Since 2014, the Slurry Pipeline—an underground mineral pipeline—has continuously carried phosphate extracted from Khouribga mines in Morocco to the Jorf Lasfar phosphate port, over a distance of 187 kilometres.
The pipeline is far more than a simple tube connecting Khouribga to Jorf Lasfar; it is a link revolutionizing the industrial value chain, from mine to processed chemicals.
The changes included adapting Jorf Lasfar’s phosphoric acid lines, which previously received dry phosphate, and digitizing the whole industrial process.
“We were the first to have the courage and willpower to make this change. The study took three years, which is relatively long for a project, but it was such a disruptive technology that we had to take that time,” explains Soufiyane El Kassi, OCP’s Executive Vice President in charge of industrial development. OCP Group’s top management asked their American partner specializing in pipelines for an industrial pilot.
They had to see it to be convinced, and then had to convince their teams to believe in this somewhat outrageous project that would give rise to so many changes, direct and indirect. OCP teams speak in terms of before and after the advent of the pipeline, even with regard to mindset. “The pipeline got rid of silos that could create barriers between us within OCP. From mine to chemical processing, we operate as one.
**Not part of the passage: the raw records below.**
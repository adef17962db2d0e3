use std::fs;
use std::path::{Path, PathBuf};
use std::sync::Arc;
use std::sync::atomic::{AtomicUsize, Ordering};
use std::time::Duration;

use tempfile::TempDir;

use crate::cache::PackageCache;
use crate::core::{PantryError, Result};
use crate::installer::{BatchOptions, BatchReport, InstallEngine, InstallOutcome, MAX_WORKERS};
use crate::lockfile::LOCKFILE_NAME;
use crate::models::{DepType, DependencyRecord, PackageSource, PackageSpec};
use crate::registry::{Fetcher, MaterializedPackage, PackageRecord, PackageRegistry, ResolvedPackage};

/// Resolves any name to `<name>@1.0.0` except names starting with `missing`.
struct StubRegistry;

impl PackageRegistry for StubRegistry {
    fn lookup(&self, name: &str) -> Option<PackageRecord> {
        let _ = name;
        None
    }

    fn resolve(&self, spec: &PackageSpec) -> Result<ResolvedPackage> {
        if spec.name.starts_with("missing") {
            return Err(PantryError::PackageNotFoundInRegistry { name: spec.name.clone() });
        }
        Ok(ResolvedPackage {
            name: spec.name.clone(),
            version: "1.0.0".to_string(),
            fetch_url: format!("https://example.invalid/{}.tar.gz", spec.name),
            programs: vec![spec.name.clone()],
        })
    }
}

/// Fabricates a `bin/<name>` tree, tracking call counts and peak
/// concurrency.
struct StubFetcher {
    calls: AtomicUsize,
    in_flight: AtomicUsize,
    peak: AtomicUsize,
    delay: Duration,
}

impl StubFetcher {
    fn new(delay: Duration) -> Self {
        Self {
            calls: AtomicUsize::new(0),
            in_flight: AtomicUsize::new(0),
            peak: AtomicUsize::new(0),
            delay,
        }
    }
}

impl Fetcher for StubFetcher {
    fn materialize(&self, pkg: &ResolvedPackage, staging_dir: &Path) -> Result<MaterializedPackage> {
        self.calls.fetch_add(1, Ordering::SeqCst);
        let current = self.in_flight.fetch_add(1, Ordering::SeqCst) + 1;
        self.peak.fetch_max(current, Ordering::SeqCst);
        std::thread::sleep(self.delay);
        self.in_flight.fetch_sub(1, Ordering::SeqCst);

        let root = staging_dir.join("unpacked");
        fs::create_dir_all(root.join("bin"))?;
        fs::write(root.join("bin").join(&pkg.name), "#!/bin/sh\n")?;
        Ok(MaterializedPackage {
            unpacked_root: root,
            integrity: format!("sha256:stub-{}", pkg.name),
        })
    }
}

struct Rig {
    _tmp: TempDir,
    engine: InstallEngine,
    fetcher: Arc<StubFetcher>,
    project: PathBuf,
}

fn rig_with_delay(delay: Duration) -> Rig {
    let tmp = TempDir::new().unwrap();
    let home = tmp.path().join("home");
    let cache = Arc::new(PackageCache::open(home.join("cache/packages")).unwrap());
    let fetcher = Arc::new(StubFetcher::new(delay));
    let engine = InstallEngine::with_collaborators(
        home,
        cache,
        Arc::new(StubRegistry),
        Arc::clone(&fetcher) as Arc<dyn Fetcher>,
    );
    let project = tmp.path().join("proj");
    fs::create_dir_all(&project).unwrap();
    Rig { _tmp: tmp, engine, fetcher, project }
}

fn rig() -> Rig {
    rig_with_delay(Duration::ZERO)
}

fn dep(name: &str, version: &str) -> DependencyRecord {
    DependencyRecord {
        name: name.to_string(),
        version: version.to_string(),
        dep_type: DepType::Normal,
        github_ref: None,
    }
}

fn dev_dep(name: &str, version: &str) -> DependencyRecord {
    DependencyRecord { dep_type: DepType::Dev, ..dep(name, version) }
}

fn peer_dep(name: &str, version: &str) -> DependencyRecord {
    DependencyRecord { dep_type: DepType::Peer, ..dep(name, version) }
}

fn quiet() -> BatchOptions {
    BatchOptions { quiet: true, ..BatchOptions::default() }
}

async fn run(rig: &Rig, deps: &[DependencyRecord], options: &BatchOptions) -> BatchReport {
    let manifest = rig.project.join("deps.yaml");
    if !manifest.exists() {
        fs::write(&manifest, "# test manifest\n").unwrap();
    }
    rig.engine.install_batch(&rig.project, Some(&manifest), deps, options).await.unwrap()
}

#[test]
fn filter_table() {
    let deps = vec![dep("a", "1"), dev_dep("b", "1"), peer_dep("c", "1")];

    let default = InstallEngine::filter_deps(&deps, &BatchOptions::default());
    assert_eq!(names(&default), ["a", "b"]);

    let with_peer =
        InstallEngine::filter_deps(&deps, &BatchOptions { include_peer: true, ..Default::default() });
    assert_eq!(names(&with_peer), ["a", "b", "c"]);

    let production =
        InstallEngine::filter_deps(&deps, &BatchOptions { production: true, ..Default::default() });
    assert_eq!(names(&production), ["a"]);

    let production_peer = InstallEngine::filter_deps(
        &deps,
        &BatchOptions { production: true, include_peer: true, ..Default::default() },
    );
    assert_eq!(names(&production_peer), ["a", "c"]);

    let dev_only =
        InstallEngine::filter_deps(&deps, &BatchOptions { dev_only: true, ..Default::default() });
    assert_eq!(names(&dev_only), ["b"]);

    let dev_only_peer = InstallEngine::filter_deps(
        &deps,
        &BatchOptions { dev_only: true, include_peer: true, ..Default::default() },
    );
    assert_eq!(names(&dev_only_peer), ["b"]);
}

fn names(deps: &[DependencyRecord]) -> Vec<&str> {
    deps.iter().map(|d| d.name.as_str()).collect()
}

#[tokio::test]
async fn single_dep_batch_installs_and_locks() {
    let rig = rig();
    let report = run(&rig, &[dep("node", "22")], &quiet()).await;

    assert_eq!(report.results.len(), 1);
    assert!(report.results[0].is_success());
    assert!(report.exit_ok());
    assert!(report.env_bin.join("node").exists());

    assert!(report.lockfile_written);
    let freezer = rig.project.join(LOCKFILE_NAME);
    assert!(freezer.exists());
    assert_eq!(report.lockfile.len(), 1);
    let entry = report.lockfile.get("node@1.0.0").unwrap();
    assert_eq!(entry.source, PackageSource::Registry);
    assert_eq!(entry.integrity.as_deref(), Some("sha256:stub-node"));
}

#[tokio::test]
async fn results_stay_in_manifest_order() {
    let rig = rig();
    let deps =
        vec![dep("zeta", "1"), dep("missing-one", "1"), dep("alpha", "1"), dep("beta", "1")];
    let report = run(&rig, &deps, &quiet()).await;

    assert_eq!(report.results.len(), 4);
    for (i, result) in report.results.iter().enumerate() {
        match result {
            InstallOutcome::Installed { package, .. } => {
                assert_eq!(package.name, deps[i].name);
            }
            InstallOutcome::Failed { name, .. } => {
                assert_eq!(name, &deps[i].name);
                assert_eq!(i, 1);
            }
            _ => panic!("unexpected outcome in slot {i}"),
        }
    }
    assert_eq!(report.successes() + report.failures() + report.skipped_local(), 4);

    // Lockfile preserves manifest order, failed slot omitted
    let keys: Vec<String> = report.lockfile.packages.iter().map(|e| e.key()).collect();
    assert_eq!(keys, ["zeta@1.0.0", "alpha@1.0.0", "beta@1.0.0"]);
}

#[tokio::test]
async fn worker_pool_caps_at_four() {
    let rig = rig_with_delay(Duration::from_millis(40));
    let deps: Vec<DependencyRecord> =
        (0..8).map(|i| dep(&format!("pkg{i}"), "1")).collect();
    let report = run(&rig, &deps, &quiet()).await;

    assert_eq!(report.successes(), 8);
    assert_eq!(rig.fetcher.calls.load(Ordering::SeqCst), 8);
    let peak = rig.fetcher.peak.load(Ordering::SeqCst);
    assert!(peak <= MAX_WORKERS, "peak concurrency {peak} exceeded cap");
}

#[tokio::test]
async fn duplicate_dep_fetches_once() {
    let rig = rig_with_delay(Duration::from_millis(40));
    // Same package from the normal and dev sections
    let deps = vec![dep("tool", "1"), dev_dep("tool", "1")];
    let report = run(&rig, &deps, &quiet()).await;

    assert_eq!(report.successes(), 2);
    assert_eq!(
        rig.fetcher.calls.load(Ordering::SeqCst),
        1,
        "second worker must observe the installing stack or the cache"
    );
    // One lockfile row; the duplicate key is dropped
    assert_eq!(report.lockfile.len(), 1);
}

#[tokio::test]
async fn local_dep_is_finalized_with_symlinks() {
    let rig = rig();
    let vendor = rig.project.join("vendor/mylib");
    fs::create_dir_all(vendor.join("src")).unwrap();

    let report = run(&rig, &[dep("local:mylib", "./vendor/mylib")], &quiet()).await;

    assert_eq!(report.skipped_local(), 1);
    assert_eq!(report.failures(), 0);

    let module_link = rig.project.join("pantry_modules/mylib/src");
    assert_eq!(fs::read_link(&module_link).unwrap(), vendor.join("src"));
    let bin_link = report.env_bin.join("mylib");
    assert_eq!(fs::read_link(&bin_link).unwrap(), vendor);

    let entry = report.lockfile.get("mylib@./vendor/mylib").unwrap();
    assert_eq!(entry.source, PackageSource::Local);
    assert_eq!(entry.url.as_deref(), Some("./vendor/mylib"));
}

#[tokio::test]
async fn missing_local_target_warns_but_does_not_abort() {
    let rig = rig();
    let deps = vec![dep("node", "22"), dep("local:ghost", "./vendor/ghost")];
    let report = run(&rig, &deps, &quiet()).await;

    assert_eq!(report.successes(), 1);
    assert_eq!(report.failures(), 1);
    assert!(report.exit_ok(), "local warnings must not fail the batch");
    let lines = report.failure_lines();
    assert_eq!(lines.len(), 1);
    assert!(lines[0].starts_with("ghost@./vendor/ghost ("));
}

#[tokio::test]
async fn unknown_package_reported_and_absent_from_lockfile() {
    let rig = rig();
    let report = run(&rig, &[dep("missing-pkg", "1.0.0")], &quiet()).await;

    assert_eq!(report.failures(), 1);
    assert!(!report.any_usable());
    assert!(report.lockfile.is_empty());
    assert_eq!(
        report.failure_lines(),
        ["missing-pkg@1.0.0 (package 'missing-pkg' not found in registry)"]
    );
    assert!(!report.env_bin.join("missing-pkg").exists());
}

#[tokio::test]
async fn repeat_batch_produces_identical_freezer_bytes() {
    let rig = rig();
    let deps = vec![dep("node", "22"), dep("jq", "1")];

    run(&rig, &deps, &quiet()).await;
    let first = fs::read(rig.project.join(LOCKFILE_NAME)).unwrap();
    let report = run(&rig, &deps, &quiet()).await;
    let second = fs::read(rig.project.join(LOCKFILE_NAME)).unwrap();

    assert_eq!(first, second);
    // Second run came entirely from the package cache
    assert_eq!(report.cached_count(), 2);
    assert_eq!(rig.fetcher.calls.load(Ordering::SeqCst), 2);
}

#[tokio::test]
async fn env_dir_tracks_manifest_content() {
    let rig = rig();
    let manifest = rig.project.join("deps.yaml");
    fs::write(&manifest, "one\n").unwrap();
    let first = rig
        .engine
        .install_batch(&rig.project, Some(&manifest), &[dep("node", "22")], &quiet())
        .await
        .unwrap();

    fs::write(&manifest, "two\n").unwrap();
    let second = rig
        .engine
        .install_batch(&rig.project, Some(&manifest), &[dep("node", "22")], &quiet())
        .await
        .unwrap();

    assert_ne!(first.env_dir, second.env_dir);
    // Same project prefix, different manifest suffix
    let prefix = |p: &std::path::Path| {
        p.file_name().unwrap().to_string_lossy().split_once("-d").unwrap().0.to_string()
    };
    assert_eq!(prefix(&first.env_dir), prefix(&second.env_dir));
}

#[tokio::test]
async fn lockfile_write_failure_is_warning() {
    let rig = rig();
    let manifest = rig.project.join("deps.yaml");
    fs::write(&manifest, "# test\n").unwrap();
    // Occupy the lockfile path with a directory so the rename fails
    fs::create_dir(rig.project.join(LOCKFILE_NAME)).unwrap();

    let report = rig
        .engine
        .install_batch(&rig.project, Some(&manifest), &[dep("node", "22")], &quiet())
        .await
        .unwrap();

    assert!(!report.lockfile_written);
    assert_eq!(report.successes(), 1);
    assert!(report.exit_ok());
}

#[tokio::test]
async fn relative_project_path_is_rejected() {
    let rig = rig();
    let err = rig
        .engine
        .install_batch(Path::new("relative/proj"), None, &[dep("node", "22")], &quiet())
        .await
        .unwrap_err();
    assert!(matches!(err, PantryError::ProjectPathNotAbsolute { .. }));
}
//! Shell activation protocol.
//!
//! The shell hook runs `eval "$(pantry shell:activate "$PWD")"`, which
//! makes stdout *executable shell code*. Everything this module writes to
//! stdout is therefore a shell statement; the only statements emitted on
//! the success path are `export` lines and `echo '...' >&2` banners. All
//! other human-facing text goes to stderr directly.
//!
//! Two entry points serve the hook:
//!
//! - [`Activator::lookup`] is the fast path: manifest detection plus one
//!   env-cache probe. No parsing, no installation; a hit answers from the
//!   cache, a miss exits silently so the hook can decide what to do.
//! - [`Activator::activate`] is the full protocol: on a cache miss it
//!   parses the manifest, runs an installation batch, repopulates the
//!   cache with a freshly-stat'd manifest mtime, and emits the PATH
//!   export. Partial failures still activate when at least one usable
//!   thing landed in the environment; a batch that produced nothing emits
//!   no shell code at all.

use std::io::Write;
use std::path::{Path, PathBuf};

use crate::cache::env_cache::{EnvCache, EnvCacheEntry};
use crate::config;
use crate::core::PantryError;
use crate::fingerprint;
use crate::installer::{BatchOptions, BatchReport, InstallEngine};
use crate::manifest::{find_manifest, parse_manifest};

/// What an activation attempt did.
#[derive(Debug, Clone, Copy, PartialEq, Eq)]
pub enum ActivateStatus {
    /// Shell code was emitted; the environment is live.
    Activated,
    /// No manifest at or above the directory; nothing emitted.
    NoManifest,
    /// A manifest with no dependencies; nothing emitted, success.
    EmptyManifest,
    /// The batch produced nothing usable; nothing emitted.
    Failed,
}

/// A successful fast-path lookup.
#[derive(Debug, Clone, PartialEq, Eq)]
pub struct LookupHit {
    /// The environment's `bin/` directory.
    pub env_bin: PathBuf,
    /// The project directory owning the manifest.
    pub project_dir: PathBuf,
    /// The manifest the environment was built from.
    pub manifest_path: PathBuf,
}

/// Command entry point behind the shell hook.
pub struct Activator {
    home: PathBuf,
    env_cache: EnvCache,
    /// Injected engine (tests); built on demand otherwise, so the fast
    /// path never pays for opening the package cache.
    engine: Option<InstallEngine>,
}

impl Activator {
    /// Build the default activator rooted at the pantry home.
    ///
    /// Only the env cache is loaded here; the install engine (and the
    /// package cache scan it implies) is constructed lazily, on the first
    /// cache miss that actually needs an installation.
    #[must_use]
    pub fn new(home: PathBuf) -> Self {
        let env_cache = EnvCache::load(config::env_cache_file(&home));
        Self { home, env_cache, engine: None }
    }

    /// Build an activator around an explicit engine (tests inject stub
    /// collaborators this way).
    #[must_use]
    pub fn with_engine(home: &Path, engine: InstallEngine) -> Self {
        Self {
            home: home.to_path_buf(),
            env_cache: EnvCache::load(config::env_cache_file(home)),
            engine: Some(engine),
        }
    }

    /// The environment cache serving the fast path.
    #[must_use]
    pub fn env_cache(&self) -> &EnvCache {
        &self.env_cache
    }

    /// Fast-path lookup: detect the manifest, probe the env cache.
    ///
    /// Returns `None`, silently, when there is no manifest or no fresh
    /// cache entry; the hook treats that as "fall through to activate".
    #[must_use]
    pub fn lookup(&self, cwd: &Path) -> Option<LookupHit> {
        let manifest = find_manifest(cwd)?;
        let hash = fingerprint::path_hash_hex(&manifest.path);
        let entry = self.env_cache.get(&hash)?;
        let project_dir = manifest.path.parent()?.to_path_buf();
        Some(LookupHit { env_bin: entry.path, project_dir, manifest_path: manifest.path })
    }

    /// Full activation: cache hit or install fall-through.
    ///
    /// Shell code goes to `out`; the caller points it at stdout. The
    /// returned status maps to the process exit code.
    pub async fn activate(
        &self,
        cwd: &Path,
        options: &BatchOptions,
        out: &mut impl Write,
    ) -> anyhow::Result<ActivateStatus> {
        let Some(manifest) = find_manifest(cwd) else {
            return Ok(ActivateStatus::NoManifest);
        };
        let project_dir = manifest
            .path
            .parent()
            .ok_or_else(|| PantryError::Other {
                message: format!("manifest has no parent directory: {}", manifest.path.display()),
            })?
            .to_path_buf();
        let hash = fingerprint::path_hash_hex(&manifest.path);

        if let Some(entry) = self.env_cache.get(&hash) {
            tracing::debug!("warm activation for {}", project_dir.display());
            for (key, value) in &entry.env_vars {
                writeln!(out, "export {key}=\"{value}\"")?;
            }
            writeln!(out, "export PATH=\"{}:$PATH\"", entry.path.display())?;
            return Ok(ActivateStatus::Activated);
        }

        let deps = parse_manifest(&manifest.path)?;
        if deps.is_empty() {
            return Ok(ActivateStatus::EmptyManifest);
        }

        let report = match &self.engine {
            Some(engine) => {
                engine.install_batch(&project_dir, Some(&manifest.path), &deps, options).await?
            }
            None => {
                InstallEngine::new(self.home.clone())?
                    .install_batch(&project_dir, Some(&manifest.path), &deps, options)
                    .await?
            }
        };

        if !report.any_usable() {
            return Ok(ActivateStatus::Failed);
        }

        self.remember(&hash, &manifest.path, &report);
        writeln!(out, "export PATH=\"{}:$PATH\"", report.env_bin.display())?;
        writeln!(out, "echo '{}' >&2", banner(&report))?;
        Ok(ActivateStatus::Activated)
    }

    /// Record a freshly-built environment in the env cache.
    ///
    /// The mtime is re-stat'd here, after the batch, so the stored
    /// snapshot reflects the manifest that was actually installed.
    fn remember(&self, hash: &str, manifest_path: &Path, report: &BatchReport) {
        let Some(entry) = EnvCacheEntry::fresh(hash, manifest_path, &report.env_bin) else {
            tracing::warn!("manifest vanished during activation; not caching");
            return;
        };
        if let Err(e) = self.env_cache.put(entry) {
            tracing::warn!("failed to persist env cache: {e}");
        }
    }
}

/// Post-eval banner summarizing the batch. Numbers only, so it is safe
/// inside single quotes.
fn banner(report: &BatchReport) -> String {
    let installed = report.successes() + report.skipped_local();
    let cached = report.cached_count();
    let failed = report.failures();
    if failed > 0 {
        format!("⬢ pantry: {installed} installed ({cached} cached), {failed} failed")
    } else {
        format!("⬢ pantry: {installed} installed ({cached} cached)")
    }
}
If a step of the process is experiencing problems, we take care of it together,” we were told at Jorf Lasfar.
Furthermore, because the pipeline generates considerable energy savings, the Jorf Lasfar site is now producing an energy surplus thanks to its thermal power stations integrated into various plants.
With changes in its legislative framework, OCP will henceforth be able to send a part of this electricity to Khouribga to supply draglines in the mines. In fact, the energy has already started being redirected to a seawater desalination unit at the Jorf Lasfar site. Once complete, it will produce 75 million m3 of water per year.
That’s more than what is needed for the fertilizer units, which recycle 80% of their water. With all of its comparative advantages, the Khouribga-Jorf Lasfar Slurry Pipeline had a natural multiplier effect. “A new pipeline passing through El Youssoufia that connects Ben Guerir to the new Safi platform is in the works,” explains Iliass El Fali, OCP’s Executive Vice President in charge of industrial operations. Just like the phosphate in the pipeline, OCP thinks of development as something that flows steadily.